[About this task]
Using the data beneath, show every line that includes the word "FnOnce".

====== Available records

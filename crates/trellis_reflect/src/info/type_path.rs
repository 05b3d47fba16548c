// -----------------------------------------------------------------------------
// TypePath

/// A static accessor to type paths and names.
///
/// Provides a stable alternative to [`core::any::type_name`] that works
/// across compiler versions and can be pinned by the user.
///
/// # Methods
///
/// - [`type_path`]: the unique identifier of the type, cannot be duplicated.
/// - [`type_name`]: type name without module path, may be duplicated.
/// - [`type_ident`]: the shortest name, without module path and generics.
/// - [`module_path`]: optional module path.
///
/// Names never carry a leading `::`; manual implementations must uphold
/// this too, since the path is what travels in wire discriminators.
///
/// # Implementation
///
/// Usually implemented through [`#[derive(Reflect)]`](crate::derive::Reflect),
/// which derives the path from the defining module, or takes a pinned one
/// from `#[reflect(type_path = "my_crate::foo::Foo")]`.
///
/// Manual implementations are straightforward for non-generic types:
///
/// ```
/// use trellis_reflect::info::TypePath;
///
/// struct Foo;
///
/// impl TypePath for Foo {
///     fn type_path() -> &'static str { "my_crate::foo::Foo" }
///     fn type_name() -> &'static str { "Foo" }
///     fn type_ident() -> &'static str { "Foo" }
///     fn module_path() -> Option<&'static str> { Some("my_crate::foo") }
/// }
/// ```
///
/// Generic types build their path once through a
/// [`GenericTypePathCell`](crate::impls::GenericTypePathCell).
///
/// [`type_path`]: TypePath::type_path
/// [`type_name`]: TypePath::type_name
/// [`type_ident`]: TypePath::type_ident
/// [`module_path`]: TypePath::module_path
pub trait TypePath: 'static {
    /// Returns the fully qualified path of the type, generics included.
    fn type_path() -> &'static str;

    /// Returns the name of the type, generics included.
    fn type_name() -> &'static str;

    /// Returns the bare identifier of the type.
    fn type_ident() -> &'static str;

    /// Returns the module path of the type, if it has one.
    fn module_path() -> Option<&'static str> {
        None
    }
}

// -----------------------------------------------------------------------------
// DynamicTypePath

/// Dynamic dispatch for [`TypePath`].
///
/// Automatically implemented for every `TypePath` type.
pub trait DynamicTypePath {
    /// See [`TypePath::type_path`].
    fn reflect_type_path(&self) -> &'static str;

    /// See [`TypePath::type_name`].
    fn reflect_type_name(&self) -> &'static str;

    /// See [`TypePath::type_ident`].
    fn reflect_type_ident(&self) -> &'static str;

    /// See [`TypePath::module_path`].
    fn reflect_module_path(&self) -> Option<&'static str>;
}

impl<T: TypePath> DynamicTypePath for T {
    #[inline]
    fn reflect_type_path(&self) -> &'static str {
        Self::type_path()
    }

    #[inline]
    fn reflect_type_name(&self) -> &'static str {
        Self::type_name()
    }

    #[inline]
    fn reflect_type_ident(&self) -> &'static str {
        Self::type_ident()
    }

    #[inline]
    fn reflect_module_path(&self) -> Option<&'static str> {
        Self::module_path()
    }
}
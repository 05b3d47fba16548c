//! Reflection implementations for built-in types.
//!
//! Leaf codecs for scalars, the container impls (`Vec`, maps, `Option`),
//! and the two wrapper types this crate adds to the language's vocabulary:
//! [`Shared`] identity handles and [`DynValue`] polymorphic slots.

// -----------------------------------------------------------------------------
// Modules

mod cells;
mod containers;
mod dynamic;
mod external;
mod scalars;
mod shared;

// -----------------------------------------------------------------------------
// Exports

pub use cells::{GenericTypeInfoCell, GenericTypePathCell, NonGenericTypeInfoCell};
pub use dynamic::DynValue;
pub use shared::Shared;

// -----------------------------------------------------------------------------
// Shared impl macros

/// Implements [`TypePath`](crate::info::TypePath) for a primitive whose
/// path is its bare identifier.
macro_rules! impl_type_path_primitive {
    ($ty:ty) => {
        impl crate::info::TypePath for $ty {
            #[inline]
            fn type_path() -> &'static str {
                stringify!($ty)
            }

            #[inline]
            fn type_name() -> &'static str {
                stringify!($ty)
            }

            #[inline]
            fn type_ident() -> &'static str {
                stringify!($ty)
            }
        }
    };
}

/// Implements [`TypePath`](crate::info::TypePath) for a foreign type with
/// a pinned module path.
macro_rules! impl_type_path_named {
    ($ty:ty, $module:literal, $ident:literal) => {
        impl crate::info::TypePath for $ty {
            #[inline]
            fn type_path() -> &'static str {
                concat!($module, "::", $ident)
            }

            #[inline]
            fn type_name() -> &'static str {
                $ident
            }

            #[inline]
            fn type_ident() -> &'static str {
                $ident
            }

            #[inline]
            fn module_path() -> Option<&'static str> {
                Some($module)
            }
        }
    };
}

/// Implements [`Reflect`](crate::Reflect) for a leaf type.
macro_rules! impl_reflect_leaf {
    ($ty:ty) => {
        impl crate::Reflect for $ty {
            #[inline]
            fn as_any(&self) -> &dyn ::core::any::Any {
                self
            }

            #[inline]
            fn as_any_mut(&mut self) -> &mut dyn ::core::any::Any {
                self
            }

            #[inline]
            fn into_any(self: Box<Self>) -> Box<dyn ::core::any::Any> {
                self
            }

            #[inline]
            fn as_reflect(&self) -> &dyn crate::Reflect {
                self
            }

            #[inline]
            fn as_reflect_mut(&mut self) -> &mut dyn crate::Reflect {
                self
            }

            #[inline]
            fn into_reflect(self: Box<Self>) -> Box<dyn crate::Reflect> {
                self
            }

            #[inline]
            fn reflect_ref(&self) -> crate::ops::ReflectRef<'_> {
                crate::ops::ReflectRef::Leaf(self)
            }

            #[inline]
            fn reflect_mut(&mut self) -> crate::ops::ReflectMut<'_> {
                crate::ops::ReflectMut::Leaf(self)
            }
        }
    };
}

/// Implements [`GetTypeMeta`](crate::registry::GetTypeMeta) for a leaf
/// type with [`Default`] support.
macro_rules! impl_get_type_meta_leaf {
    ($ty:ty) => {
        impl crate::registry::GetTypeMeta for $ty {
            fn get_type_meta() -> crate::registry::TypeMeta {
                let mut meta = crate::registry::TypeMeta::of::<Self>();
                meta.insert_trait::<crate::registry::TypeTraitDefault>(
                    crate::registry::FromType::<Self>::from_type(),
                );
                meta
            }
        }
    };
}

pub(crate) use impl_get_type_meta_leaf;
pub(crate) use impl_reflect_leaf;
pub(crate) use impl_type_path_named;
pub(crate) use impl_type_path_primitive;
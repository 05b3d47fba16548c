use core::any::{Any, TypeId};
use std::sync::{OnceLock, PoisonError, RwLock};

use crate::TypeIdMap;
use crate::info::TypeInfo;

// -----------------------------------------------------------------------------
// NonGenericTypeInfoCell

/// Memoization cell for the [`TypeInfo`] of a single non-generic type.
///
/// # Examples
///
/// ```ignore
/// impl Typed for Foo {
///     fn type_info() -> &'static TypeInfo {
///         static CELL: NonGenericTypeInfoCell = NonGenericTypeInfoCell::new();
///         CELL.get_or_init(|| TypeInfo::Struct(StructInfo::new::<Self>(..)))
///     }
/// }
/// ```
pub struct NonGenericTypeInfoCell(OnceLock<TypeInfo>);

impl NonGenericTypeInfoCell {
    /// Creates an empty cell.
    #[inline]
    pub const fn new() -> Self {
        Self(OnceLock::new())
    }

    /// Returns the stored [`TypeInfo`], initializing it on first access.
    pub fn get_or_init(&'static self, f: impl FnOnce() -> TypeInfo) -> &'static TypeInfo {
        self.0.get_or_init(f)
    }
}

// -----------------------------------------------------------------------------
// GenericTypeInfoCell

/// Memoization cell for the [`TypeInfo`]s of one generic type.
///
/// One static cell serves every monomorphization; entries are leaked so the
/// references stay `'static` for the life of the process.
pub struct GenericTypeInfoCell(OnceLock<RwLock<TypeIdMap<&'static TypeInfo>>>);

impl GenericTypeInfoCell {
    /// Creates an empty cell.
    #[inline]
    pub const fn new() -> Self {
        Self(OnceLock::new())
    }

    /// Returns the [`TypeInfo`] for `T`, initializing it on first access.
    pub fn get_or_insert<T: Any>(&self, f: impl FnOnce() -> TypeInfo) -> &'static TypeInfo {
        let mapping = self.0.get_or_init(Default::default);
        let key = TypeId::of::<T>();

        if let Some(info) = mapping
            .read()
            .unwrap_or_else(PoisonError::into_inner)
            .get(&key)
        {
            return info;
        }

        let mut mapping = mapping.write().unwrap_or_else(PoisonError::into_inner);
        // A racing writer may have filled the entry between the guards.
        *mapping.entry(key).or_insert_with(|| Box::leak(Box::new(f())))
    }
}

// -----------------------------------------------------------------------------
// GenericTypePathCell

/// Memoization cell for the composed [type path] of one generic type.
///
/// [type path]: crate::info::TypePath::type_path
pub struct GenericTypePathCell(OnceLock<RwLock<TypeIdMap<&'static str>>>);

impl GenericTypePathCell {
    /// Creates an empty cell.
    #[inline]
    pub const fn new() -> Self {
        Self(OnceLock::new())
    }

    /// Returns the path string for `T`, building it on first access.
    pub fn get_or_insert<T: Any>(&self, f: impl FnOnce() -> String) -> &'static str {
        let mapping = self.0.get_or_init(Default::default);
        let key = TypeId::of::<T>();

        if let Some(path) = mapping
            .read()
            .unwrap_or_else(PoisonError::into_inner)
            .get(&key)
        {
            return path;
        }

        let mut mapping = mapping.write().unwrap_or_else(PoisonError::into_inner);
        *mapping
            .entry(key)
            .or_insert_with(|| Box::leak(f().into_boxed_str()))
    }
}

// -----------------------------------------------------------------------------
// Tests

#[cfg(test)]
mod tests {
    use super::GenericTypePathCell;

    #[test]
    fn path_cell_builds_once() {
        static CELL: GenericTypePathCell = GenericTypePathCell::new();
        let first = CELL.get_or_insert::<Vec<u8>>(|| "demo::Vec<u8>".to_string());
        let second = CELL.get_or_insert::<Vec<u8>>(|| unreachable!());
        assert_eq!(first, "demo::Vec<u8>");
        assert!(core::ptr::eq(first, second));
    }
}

============

[Exercise response]
    pub fn get_or_init(&'static self, f: impl FnOnce() -> TypeInfo) -> &'static TypeInfo {
    pub fn get_or_insert<T: Any>(&self, f: impl FnOnce() -> TypeInfo) -> &'static TypeInfo {
    pub fn get_or_insert<T: Any>(&self, f: impl FnOnce() -> String) -> &'static str {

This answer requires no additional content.